Collaboration and Community: the Made in L.A. 2014 artists
Over the past year, Made in L.A. 2014 curators Connie Butler and Michael Ned visited hundreds of studios across Southern California in areas including Koreatown, Inglewood, Venice, Eagle Rock, Boyle Heights, and Laguna Beach. Although the exhibition is not organized thematically, certain concepts have emerged during the curatorial process. For example, many of the artists in Made in L.A. 2014 work collaboratively as part of their practice, and move within a network of overlapping communities throughout Los Angeles underpinned by the region’s art schools and artist-run spaces. Several of the artists have curatorial projects and artist-founded initiatives that engage in social practice or work to flatten traditional art world hierarchies, including Public Fiction, Los Angeles Museum of Art, KCHUNG and James Kidd Studio. The presentation Tony Greene: Amid Voluptuous Calm, organized by David Frantz (Curator, ONE National Gay & Lesbian Archives), represents a historical precedent for such art communities in Los Angeles.
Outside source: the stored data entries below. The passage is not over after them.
//! Discovery orchestration: one end-to-end pass from source fetch to
//! persisted posts and trend analyses, recorded as a `discovery_runs` row.
//!
//! Every caller (API handler, cron job, CLI) goes through [`run_discovery`];
//! the run row is the audit trail for all of them.

use std::collections::HashSet;

use chrono::{DateTime, Utc};
use sqlx::PgPool;
use thiserror::Error;
use trendscout_core::{AppConfig, Platform, PostIdentity};
use trendscout_db::{
    complete_discovery_run, create_discovery_run, fail_discovery_run, insert_trend_analyses,
    known_post_ids, latest_successful_run, start_discovery_run, upsert_posts, DbError, RunCounts,
};
use trendscout_sources::{
    collect_posts, SharedBudget, SourceReport, SourceSet, SourceStatus,
};
use trendscout_trends::{analyze_posts, discovery_gate, InsightClient, KeywordClassifier};
use uuid::Uuid;

/// How a discovery pass was requested.
#[derive(Debug, Clone)]
pub struct DiscoveryOptions {
    /// Recorded on the run row: `api`, `scheduler`, or `cli`.
    pub trigger: &'static str,
    /// Restrict the pass to these platforms. `None` means every configured
    /// source.
    pub sources: Option<Vec<Platform>>,
    /// Per-source fetch cap override; defaults to the configured cap.
    pub max_posts_per_source: Option<usize>,
    pub now: DateTime<Utc>,
}

impl DiscoveryOptions {
    #[must_use]
    pub fn new(trigger: &'static str, now: DateTime<Utc>) -> Self {
        Self {
            trigger,
            sources: None,
            max_posts_per_source: None,
            now,
        }
    }
}

/// Counters for a completed pass.
#[derive(Debug, Clone, serde::Serialize)]
pub struct DiscoverySummary {
    pub run_id: Uuid,
    pub total_posts: usize,
    pub new_posts: usize,
    pub rejected: usize,
    pub duplicates: usize,
    pub analyses: usize,
    pub suggestions: usize,
    pub sources: Vec<SourceReport>,
}

/// Result of asking for a discovery pass.
#[derive(Debug)]
pub enum DiscoveryOutcome {
    Completed(DiscoverySummary),
    /// The pass did not run and should be retried later. `code` is the
    /// machine-readable reason (`discovery_deferred`, `quota_exhausted`,
    /// `rate_limited`).
    Deferred {
        code: &'static str,
        retry_after_secs: u64,
        reset_at: Option<DateTime<Utc>>,
    },
}

#[derive(Debug, Error)]
pub enum DiscoveryError {
    #[error("all sources failed authentication: {detail}")]
    UpstreamAuth { detail: String },

    #[error("all sources failed: {detail}")]
    Upstream { detail: String },

    #[error(transparent)]
    Db(#[from] DbError),

    #[error("source construction failed: {0}")]
    Source(#[from] trendscout_sources::SourceError),
}

/// Runs one discovery pass end to end.
///
/// The pass is refused (deferred, no run row) while the minimum interval
/// since the last successful run has not elapsed. Once admitted it is
/// recorded as a run row that ends `succeeded` or `failed`; a pass blocked
/// wholesale by provider quotas fails its row and reports `Deferred` so
/// callers can surface the retry time.
///
/// # Errors
///
/// Returns [`DiscoveryError::UpstreamAuth`] or [`DiscoveryError::Upstream`]
/// when every active source failed and nothing was fetched, and
/// [`DiscoveryError::Db`] for persistence failures.
pub async fn run_discovery(
    pool: &PgPool,
    config: &AppConfig,
    budget: &SharedBudget,
    options: DiscoveryOptions,
) -> Result<DiscoveryOutcome, DiscoveryError> {
    let last_success = latest_successful_run(pool).await?;
    if let Some(wait) =
        discovery_gate(last_success, options.now, config.min_discovery_interval_mins)
    {
        let retry_after_secs = u64::try_from(wait.num_seconds()).unwrap_or(0).max(1);
        tracing::debug!(
            trigger = options.trigger,
            retry_after_secs,
            "discovery deferred; minimum interval not elapsed"
        );
        return Ok(DiscoveryOutcome::Deferred {
            code: "discovery_deferred",
            retry_after_secs,
            reset_at: None,
        });
    }

    let run = create_discovery_run(pool, options.trigger).await?;
    start_discovery_run(pool, run.id).await?;
    tracing::info!(run_id = %run.public_id, trigger = options.trigger, "discovery run started");

    match execute_pass(pool, config, budget, &options).await {
        Ok(PassResult::Completed {
            mut summary,
            counts,
            reports_json,
        }) => {
            complete_discovery_run(pool, run.id, counts, &reports_json).await?;
            summary.run_id = run.public_id;
            tracing::info!(
                run_id = %run.public_id,
                total_posts = summary.total_posts,
                new_posts = summary.new_posts,
                analyses = summary.analyses,
                "discovery run succeeded"
            );
            Ok(DiscoveryOutcome::Completed(summary))
        }
        Ok(PassResult::Blocked {
            code,
            retry_after_secs,
            reset_at,
            message,
        }) => {
            mark_failed(pool, run.id, &message).await;
            tracing::warn!(run_id = %run.public_id, code, %message, "discovery run blocked");
            Ok(DiscoveryOutcome::Deferred {
                code,
                retry_after_secs,
                reset_at,
            })
        }
        Err(err) => {
            mark_failed(pool, run.id, &err.to_string()).await;
            tracing::error!(run_id = %run.public_id, error = %err, "discovery run failed");
            Err(err)
        }
    }
}

#[derive(Debug)]
enum PassResult {
    Completed {
        summary: DiscoverySummary,
        counts: RunCounts,
        reports_json: serde_json::Value,
    },
    Blocked {
        code: &'static str,
        retry_after_secs: u64,
        reset_at: Option<DateTime<Utc>>,
        message: String,
    },
}

async fn execute_pass(
    pool: &PgPool,
    config: &AppConfig,
    budget: &SharedBudget,
    options: &DiscoveryOptions,
) -> Result<PassResult, DiscoveryError> {
    let mut sources = SourceSet::from_app_config(config, budget)?;
    if let Some(wanted) = &options.sources {
        if !wanted.contains(&Platform::Reddit) {
            sources.reddit = None;
        }
        if !wanted.contains(&Platform::X) {
            sources.x = None;
        }
    }

    let max_posts = options
        .max_posts_per_source
        .unwrap_or(config.max_posts_per_source);
    let collected = collect_posts(&sources, max_posts).await;

    if collected.posts.is_empty() {
        if let Some(blocked) = classify_empty_pass(&collected.reports, options.now) {
            return blocked;
        }
    }

    let fetched: usize = collected.reports.iter().map(|r| r.fetched).sum();
    let known = known_identities(pool, &collected.posts).await?;
    let insight = build_insight_client(config);

    let outcome = analyze_posts(
        collected.posts,
        &known,
        &KeywordClassifier,
        insight.as_ref(),
        options.now,
    )
    .await;

    let persisted = upsert_posts(pool, &outcome.posts).await?;
    let trends_created = insert_trend_analyses(pool, &outcome.analyses).await?;

    let reports_json = serde_json::to_value(&collected.reports)
        .unwrap_or_else(|_| serde_json::Value::Array(Vec::new()));
    let counts = RunCounts {
        posts_fetched: to_count(fetched),
        new_posts: to_count(outcome.new_posts),
        trends_created: to_count(trends_created),
    };

    Ok(PassResult::Completed {
        summary: DiscoverySummary {
            // Overwritten with the run's public id by the caller.
            run_id: Uuid::nil(),
            total_posts: persisted,
            new_posts: outcome.new_posts,
            rejected: outcome.rejected,
            duplicates: outcome.duplicates,
            analyses: outcome.analyses.len(),
            suggestions: outcome.suggestion_count,
            sources: collected.reports,
        },
        counts,
        reports_json,
    })
}

/// Decides whether a pass that fetched nothing was a real failure.
///
/// A source that reported `Ok` with zero posts makes the pass a legitimate
/// empty run. Otherwise: all quotas exhausted defers until the earliest
/// reset, any auth failure is an upstream auth error, all rate-limited
/// defers by the longest wait, and anything else is an upstream error.
fn classify_empty_pass(
    reports: &[SourceReport],
    now: DateTime<Utc>,
) -> Option<Result<PassResult, DiscoveryError>> {
    let active: Vec<&SourceReport> = reports
        .iter()
        .filter(|r| r.status != SourceStatus::Skipped)
        .collect();
    if active.is_empty() || active.iter().any(|r| r.status == SourceStatus::Ok) {
        return None;
    }

    let detail = failure_detail(&active);

    if active
        .iter()
        .all(|r| r.status == SourceStatus::QuotaExhausted)
    {
        let reset_at = active.iter().filter_map(|r| r.reset_at).min();
        let retry_after_secs = reset_at
            .map(|at| u64::try_from((at - now).num_seconds()).unwrap_or(0))
            .unwrap_or(0)
            .max(1);
        return Some(Ok(PassResult::Blocked {
            code: "quota_exhausted",
            retry_after_secs,
            reset_at,
            message: format!("all sources quota-exhausted: {detail}"),
        }));
    }

    if active.iter().any(|r| r.status == SourceStatus::AuthFailed) {
        return Some(Err(DiscoveryError::UpstreamAuth { detail }));
    }

    if active.iter().all(|r| r.status == SourceStatus::RateLimited) {
        let retry_after_secs = active
            .iter()
            .filter_map(|r| r.retry_after_secs)
            .max()
            .unwrap_or(0)
            .max(1);
        return Some(Ok(PassResult::Blocked {
            code: "rate_limited",
            retry_after_secs,
            reset_at: None,
            message: format!("all sources rate-limited: {detail}"),
        }));
    }

    Some(Err(DiscoveryError::Upstream { detail }))
}

fn failure_detail(reports: &[&SourceReport]) -> String {
    reports
        .iter()
        .map(|r| {
            let detail = r.detail.as_deref().unwrap_or("no detail");
            format!("{}: {detail}", r.platform.as_str())
        })
        .collect::<Vec<_>>()
        .join("; ")
}

async fn known_identities(
    pool: &PgPool,
    posts: &[trendscout_core::Post],
) -> Result<HashSet<PostIdentity>, DbError> {
    let mut known = HashSet::new();
    for platform in Platform::all() {
        let ids: Vec<String> = posts
            .iter()
            .filter(|p| p.platform == *platform)
            .map(|p| p.source_post_id.clone())
            .collect();
        for source_post_id in known_post_ids(pool, *platform, &ids).await? {
            known.insert(PostIdentity {
                platform: *platform,
                source_post_id,
            });
        }
    }
    Ok(known)
}

fn build_insight_client(config: &AppConfig) -> Option<InsightClient> {
    let url = config.insight_service_url.as_deref()?;
    match InsightClient::new(url, config.insight_timeout_secs) {
        Ok(client) => Some(client),
        Err(err) => {
            tracing::warn!(error = %err, "insight client unavailable; using local summaries");
            None
        }
    }
}

/// Failing the run row must not mask the original error.
async fn mark_failed(pool: &PgPool, run_id: i64, message: &str) {
    if let Err(err) = fail_discovery_run(pool, run_id, message).await {
        tracing::error!(run_id, error = %err, "could not mark discovery run failed");
    }
}

fn to_count(value: usize) -> i32 {
    i32::try_from(value).unwrap_or(i32::MAX)
}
As Holte notes in the exhibition catalogue, Made in L.A. 2014 strives to “describe the larger atmospheric condition of the Los Angeles art world by spotlighting a diverse number of idiosyncratic microclimates that define it.” The show also examines these 35 Los Angeles artists’ varied notions of community, while acknowledging the global context of their work and the growing position of L.A. as an international art center and destination. The exhibition includes artists born or raised in places including Australia, Belgium, Brazil, France, Germany, Iran, Italy, Kenya, Mexico, and Venezuela. “Part of the beauty and double bind of the art community in Los Angeles is the tension between its intense localism and its international ambitions,” writes Connie Butler in the catalogue. “Practicing in this city means coming to terms with its status as a megalopolis with a regional art scene.”